The VP of collagen in the biopsy samples taken at the time of PH was similar in all the rats, and this result indicated similar levels of cirrhosis among the selected rats (those with an Ishak score of 6). The morphometric measurements showed that the VP of collagen was decreased in both the groups (intragroup comparison), regardless of whether the rats had received NHF. However, the reduction in the VP of collagen was greater in the group that had received NHF (PH + NHF group, 49.1%, p < .05) than in the group that had received only saline solution following PH (PH + S group, 28.7%, p < .05; Figure 2).

Figure 2.

The volumetric proportion (VP) of collagen in livers of rats submitted to PH before and after the indicated treatments (M ± SD, intragroup comparison). The white bars represent the 2 groups prior to the administration of saline (PH + S) or nutritional hepatotrophic factors (PH + NHF), whereas the black bars represent the same 2 groups after the treatment administration period. Two-way ANOVA and the Bonferroni posttest were performed. Different letters indicate statistically significant differences (p < .05).
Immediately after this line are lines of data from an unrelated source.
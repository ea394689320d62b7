// SPDX-FileCopyrightText: 2026 Wacast Contributors
// SPDX-License-Identifier: MIT OR Apache-2.0

//! One-shot operator commands. Each prints a JSON report on stdout.

use serde::Serialize;

use wacast_config::WacastConfig;
use wacast_core::{EventSinks, WacastError};

use crate::engine::{Engine, sender_for};

async fn engine(config: &WacastConfig) -> Result<Engine, WacastError> {
    Engine::build(config, sender_for(config), EventSinks::new()).await
}

fn print_json<T: Serialize>(value: &T) -> Result<(), WacastError> {
    let text = serde_json::to_string_pretty(value)
        .map_err(|e| WacastError::Internal(format!("failed to render report: {e}")))?;
    println!("{text}");
    Ok(())
}

/// `wacast precheck <campaign>`: dry run over the pending recipients.
pub async fn precheck(
    config: &WacastConfig,
    campaign_id: &str,
    template: Option<&str>,
) -> Result<(), WacastError> {
    let engine = engine(config).await?;
    let report = engine
        .orchestrator
        .precheck(campaign_id, template, None)
        .await?;
    print_json(&report)
}

/// `wacast reconcile`: re-apply unmatched and errored status events.
pub async fn reconcile(config: &WacastConfig, limit: usize) -> Result<(), WacastError> {
    let engine = engine(config).await?;
    let summary = engine.ingestor.reconcile_unmatched(limit).await?;
    print_json(&summary)
}

/// `wacast reset-throttle <sender>`.
pub async fn reset_throttle(config: &WacastConfig, sender_id: &str) -> Result<(), WacastError> {
    let engine = engine(config).await?;
    let change = engine.rate.reset(sender_id).await?;
    print_json(&serde_json::json!({
        "senderId": sender_id,
        "previous": change.previous,
        "rate": change.next,
    }))
}

/// `wacast resend-skipped <campaign>`: reopen skipped recipients and
/// enqueue them. A running `serve` picks the batches up.
pub async fn resend_skipped(
    config: &WacastConfig,
    campaign_id: &str,
    recipient_ids: &[String],
) -> Result<(), WacastError> {
    let engine = engine(config).await?;
    let ids = (!recipient_ids.is_empty()).then_some(recipient_ids);
    let outcome = engine
        .orchestrator
        .resend_skipped(campaign_id, ids)
        .await?;
    print_json(&outcome)
}

#[cfg(test)]
mod tests {
    use super::*;

    fn config(dir: &tempfile::TempDir) -> WacastConfig {
        let mut config = WacastConfig::default();
        config.storage.database_path = dir.path().join("cmd.db").to_string_lossy().to_string();
        config
    }

    #[tokio::test]
    async fn reconcile_on_empty_database() {
        let dir = tempfile::tempdir().unwrap();
        reconcile(&config(&dir), 10).await.unwrap();
    }

    #[tokio::test]
    async fn reset_throttle_creates_state() {
        let dir = tempfile::tempdir().unwrap();
        let config = config(&dir);
        reset_throttle(&config, "pn-1").await.unwrap();

        let engine = engine(&config).await.unwrap();
        let target = engine.rate.get_target("pn-1").await.unwrap();
        assert_eq!(target.rate, config.throttle.start_rate);
    }

    #[tokio::test]
    async fn unknown_campaign_is_reported() {
        let dir = tempfile::tempdir().unwrap();
        let err = precheck(&config(&dir), "missing", None).await.unwrap_err();
        assert!(matches!(err, WacastError::NotFound { .. }));
        let err = resend_skipped(&config(&dir), "missing", &[]).await.unwrap_err();
        assert!(matches!(err, WacastError::NotFound { .. }));
    }
}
The qualitative assessment of collagen content and the distribution of collagen fibers revealed a clear decrease in the extent of the fibrotic area, a thinner septa and fewer regenerative nodules in both the experimental groups compared with the same cirrhotic livers prior to the indicated treatment (intragroup comparison). However, according to the measurements shown previously, these findings were the most evident in the PH + NHF group (Figure 3).

Figure 3.

Liver sections stained using the picrosirius red method, wherein the collagen is highlighted in dark red. A and B: livers of 2 rats at the time of partial hepatectomy (PH) prior to treatment; C: liver sample from the same rat (A) after receiving saline (S) for 12 days following PH; D: liver sample from the same rat (B) after receiving nutritional hepatotrophic factors (NHF) for 12 days following PH. Magnification: 200×.

PCNA Labeling Index

The PCNA proliferation index values were higher in the rats of the PH + NHF group than those in the rats of the PH + S group (1.29 ± 0.23% and 0.89 ± 0.41%, respectively; p = .01; Figure 4), thereby indicating a difference of 44.9% between the 2 groups.

Figure 4.

PCNA labeling index values displayed as a percentage (M ± SD). The white bar represents the group that received saline (PH + S), whereas the black bar represents the group that received nutritional hepatotrophic factors (PH + NHF). Student’s t-test was performed (*p < .05).

Hepatic Biochemistry

There was a decrease of 23.7% in the ALP level in the rats of the PH + NHF group compared with that in the rats of the PH + S group (p < .01). However, no differences were found in the ALT, AST, GGT, or TBil levels between the 2 groups (Table 2).

Table 2.

Comparison of the hepatic biochemistry parameters between the 2 groups after the administration of saline or nutritional hepatotrophic factor solution.

	Groups
Parameters	PH + S	PH + NHF	p value	Reduction (%)
AST (U/L)	142 ± 30.1	122 ± 16.4	0.07	—
ALT(U/L)	65 ± 18.7	56 ± 9.1	0.20	—
ALP (U/L)	177 ± 36.7	135 ± 37.6	0.004	23.7
TBil (mg/dl)	0.12 ± 0.04	0.1 ± 0.0	0.28	—

AST = aspartate aminotransferase; ALT = alanine aminotransferase; ALP = alkaline phosphatase; TBil = total bilirubin.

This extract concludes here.